Task brief:
Give the count of lines in the records below that contain "InvoiceNotDeletable", and say nothing more.

Records supplied:
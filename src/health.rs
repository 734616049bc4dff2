//! Health check module
//! Provides health status for the application and its dependencies

use serde::Serialize;
use std::collections::HashMap;
use std::time::{Duration, Instant};
use tokio::time::timeout;
use tracing::{error, info};

/// Health status response
#[derive(Debug, Serialize, Clone)]
pub struct HealthStatus {
    pub status: HealthState,
    pub checks: HashMap<String, ComponentHealth>,
    pub timestamp: chrono::DateTime<chrono::Utc>,
}

/// Overall health state
#[derive(Debug, Serialize, Clone)]
pub enum HealthState {
    Healthy,
    Unhealthy,
}

/// Individual component health status
#[derive(Debug, Serialize, Clone)]
pub struct ComponentHealth {
    pub status: ComponentState,
    pub response_time_ms: Option<u128>,
    pub details: Option<String>,
}

/// Component state
#[derive(Debug, Serialize, Clone)]
pub enum ComponentState {
    Up,
    Down,
}

impl HealthStatus {
    pub fn new() -> Self {
        Self {
            status: HealthState::Healthy,
            checks: HashMap::new(),
            timestamp: chrono::Utc::now(),
        }
    }

    pub fn is_healthy(&self) -> bool {
        matches!(self.status, HealthState::Healthy)
    }
}

impl Default for HealthStatus {
    fn default() -> Self {
        Self::new()
    }
}

impl ComponentHealth {
    pub fn up(response_time_ms: Option<u128>) -> Self {
        Self {
            status: ComponentState::Up,
            response_time_ms,
            details: None,
        }
    }

    pub fn down(details: Option<String>) -> Self {
        Self {
            status: ComponentState::Down,
            response_time_ms: None,
            details,
        }
    }
}

/// Health checker for the application
#[derive(Clone)]
pub struct HealthChecker {
    db_pool: sqlx::PgPool,
}

impl HealthChecker {
    pub fn new(db_pool: sqlx::PgPool) -> Self {
        Self { db_pool }
    }

    /// Check every dependency; the database is the only hard one
    pub async fn check_health(&self) -> HealthStatus {
        let mut health_status = HealthStatus::new();
        let mut overall_healthy = true;

        match timeout(Duration::from_secs(5), check_database_health(&self.db_pool)).await {
            Ok(Ok(response_time)) => {
                health_status.checks.insert(
                    "database".to_string(),
                    ComponentHealth::up(Some(response_time)),
                );
                info!("Database health check: OK ({}ms)", response_time);
            }
            Ok(Err(e)) => {
                overall_healthy = false;
                health_status.checks.insert(
                    "database".to_string(),
                    ComponentHealth::down(Some(e.to_string())),
                );
                error!("Database health check failed: {}", e);
            }
            Err(_) => {
                overall_healthy = false;
                health_status.checks.insert(
                    "database".to_string(),
                    ComponentHealth::down(Some("Timeout".to_string())),
                );
                error!("Database health check timed out");
            }
        }

        health_status.status = if overall_healthy {
            HealthState::Healthy
        } else {
            HealthState::Unhealthy
        };

        health_status
    }
}

pub async fn check_database_health(pool: &sqlx::PgPool) -> Result<u128, sqlx::Error> {
    let start = Instant::now();
    sqlx::query("SELECT 1").fetch_one(pool).await?;
    Ok(start.elapsed().as_millis())
}

#[cfg(test)]
mod tests {
    use super::*;

    #[test]
    fn health_status_starts_healthy() {
        let health_status = HealthStatus::new();
        assert!(health_status.is_healthy());
        assert!(health_status.checks.is_empty());
        assert!(health_status.timestamp <= chrono::Utc::now());
    }

    #[test]
    fn component_health_states() {
        let up_health = ComponentHealth::up(Some(100));
        assert!(matches!(up_health.status, ComponentState::Up));
        assert_eq!(up_health.response_time_ms, Some(100));

        let down_health = ComponentHealth::down(Some("connection refused".to_string()));
        assert!(matches!(down_health.status, ComponentState::Down));
        assert_eq!(down_health.details, Some("connection refused".to_string()));
    }
}
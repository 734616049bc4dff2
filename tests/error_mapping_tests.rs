#[cfg(test)]
mod error_mapping_tests {
    use billfold_backend::database::error::DatabaseError;
    use billfold_backend::error::{
        AppError, AppErrorKind, DomainError, ErrorCode, ValidationError,
    };
    use billfold_backend::gateways::error::GatewayError;
    use billfold_backend::middleware::ErrorResponse;

    #[test]
    fn delete_guards_are_client_errors() {
        let paid = AppError::new(AppErrorKind::Domain(DomainError::InvoiceNotDeletable {
            invoice_id: "inv_1".to_string(),
            status: "paid".to_string(),
        }));
        assert_eq!(paid.status_code(), 400);
        assert_eq!(paid.error_code(), ErrorCode::InvoiceNotDeletable);
        assert!(!paid.is_retryable());

        let has_invoices = AppError::new(AppErrorKind::Domain(DomainError::ClientHasInvoices {
            client_id: "cl_1".to_string(),
            count: 3,
        }));
        assert_eq!(has_invoices.status_code(), 400);
        assert!(has_invoices.user_message().contains("3 invoice"));
    }

    #[test]
    fn invalid_webhook_signature_is_401() {
        let err = AppError::new(AppErrorKind::Domain(DomainError::InvalidWebhookSignature {
            order_id: "ord_1".to_string(),
        }));
        assert_eq!(err.status_code(), 401);
        assert_eq!(err.error_code(), ErrorCode::InvalidWebhookSignature);
    }

    #[test]
    fn unknown_order_is_404() {
        let err = AppError::new(AppErrorKind::Domain(DomainError::OrderNotFound {
            order_id: "ord_missing".to_string(),
        }));
        assert_eq!(err.status_code(), 404);
    }

    #[test]
    fn database_not_found_maps_to_domain_error() {
        let err: AppError = DatabaseError::not_found("Invoice", "inv_9").into();
        assert_eq!(err.status_code(), 404);
        assert_eq!(err.error_code(), ErrorCode::InvoiceNotFound);

        let err: AppError = DatabaseError::not_found("WalletOrder", "ord_9").into();
        assert_eq!(err.error_code(), ErrorCode::OrderNotFound);
    }

    #[test]
    fn gateway_decline_becomes_400_and_network_502() {
        let declined: AppError = GatewayError::Declined {
            gateway: "nmi".to_string(),
            code: Some("2".to_string()),
            message: "DECLINE".to_string(),
        }
        .into();
        assert_eq!(declined.status_code(), 400);
        assert_eq!(declined.error_code(), ErrorCode::GatewayDeclined);

        let network: AppError = GatewayError::NetworkError {
            gateway: "easypay".to_string(),
            message: "timeout".to_string(),
        }
        .into();
        assert_eq!(network.status_code(), 502);
        assert!(network.is_retryable());
    }

    #[test]
    fn error_response_uses_screaming_snake_codes() {
        let err = AppError::new(AppErrorKind::Domain(DomainError::InvoiceNotDeletable {
            invoice_id: "inv_1".to_string(),
            status: "partial".to_string(),
        }))
        .with_request_id("req_42");

        let body = serde_json::to_value(ErrorResponse::from_app_error(&err)).expect("serialize");
        assert_eq!(body["error"], "INVOICE_NOT_DELETABLE");
        assert_eq!(body["request_id"], "req_42");
        assert_eq!(body["retryable"], false);
        assert!(body["message"].as_str().is_some());
    }

    #[test]
    fn validation_errors_name_the_field() {
        let err = AppError::new(AppErrorKind::Validation(ValidationError::InvalidAmount {
            amount: "-1".to_string(),
            reason: "must be positive".to_string(),
        }));
        assert_eq!(err.status_code(), 400);
        assert!(err.user_message().contains("-1"));
    }
}
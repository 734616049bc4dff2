use crate::database::error::DatabaseError;
use crate::database::repository::TransactionalRepository;
use bigdecimal::BigDecimal;
use sqlx::{FromRow, PgPool};
use uuid::Uuid;

/// Reconciliation record for a mobile-wallet payment order
///
/// Created when the remote order is placed; the webhook callback updates
/// `status` and `last_status_code`. `order_id` is the provider's identifier
/// and is what the callback carries.
#[derive(Debug, Clone, FromRow, serde::Serialize)]
pub struct WalletOrder {
    pub id: Uuid,
    pub order_id: String,
    pub invoice_id: Uuid,
    pub payment_id: Uuid,
    pub domain: String,
    pub amount: BigDecimal,
    pub status: String,
    pub last_status_code: Option<String>,
    pub created_at: chrono::DateTime<chrono::Utc>,
    pub updated_at: chrono::DateTime<chrono::Utc>,
}

pub struct WalletOrderRepository {
    pool: PgPool,
}

impl WalletOrderRepository {
    pub fn new(pool: PgPool) -> Self {
        Self { pool }
    }

    pub async fn create(
        &self,
        order_id: &str,
        invoice_id: Uuid,
        payment_id: Uuid,
        domain: &str,
        amount: BigDecimal,
    ) -> Result<WalletOrder, DatabaseError> {
        sqlx::query_as::<_, WalletOrder>(
            "INSERT INTO wallet_orders (order_id, invoice_id, payment_id, domain, amount, status)
             VALUES ($1, $2, $3, $4, $5, 'created')
             RETURNING id, order_id, invoice_id, payment_id, domain, amount, status, last_status_code, created_at, updated_at",
        )
        .bind(order_id)
        .bind(invoice_id)
        .bind(payment_id)
        .bind(domain)
        .bind(amount)
        .fetch_one(&self.pool)
        .await
        .map_err(DatabaseError::from_sqlx)
    }

    pub async fn find_by_order_id(
        &self,
        order_id: &str,
    ) -> Result<Option<WalletOrder>, DatabaseError> {
        sqlx::query_as::<_, WalletOrder>(
            "SELECT id, order_id, invoice_id, payment_id, domain, amount, status, last_status_code, created_at, updated_at
             FROM wallet_orders WHERE order_id = $1",
        )
        .bind(order_id)
        .fetch_optional(&self.pool)
        .await
        .map_err(DatabaseError::from_sqlx)
    }

    pub async fn record_callback(
        &self,
        id: Uuid,
        status: &str,
        status_code: &str,
    ) -> Result<WalletOrder, DatabaseError> {
        sqlx::query_as::<_, WalletOrder>(
            "UPDATE wallet_orders SET status = $2, last_status_code = $3, updated_at = NOW()
             WHERE id = $1
             RETURNING id, order_id, invoice_id, payment_id, domain, amount, status, last_status_code, created_at, updated_at",
        )
        .bind(id)
        .bind(status)
        .bind(status_code)
        .fetch_optional(&self.pool)
        .await
        .map_err(DatabaseError::from_sqlx)?
        .ok_or_else(|| DatabaseError::not_found("WalletOrder", id))
    }
}

impl TransactionalRepository for WalletOrderRepository {
    fn pool(&self) -> &PgPool {
        &self.pool
    }
}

Answer below:
3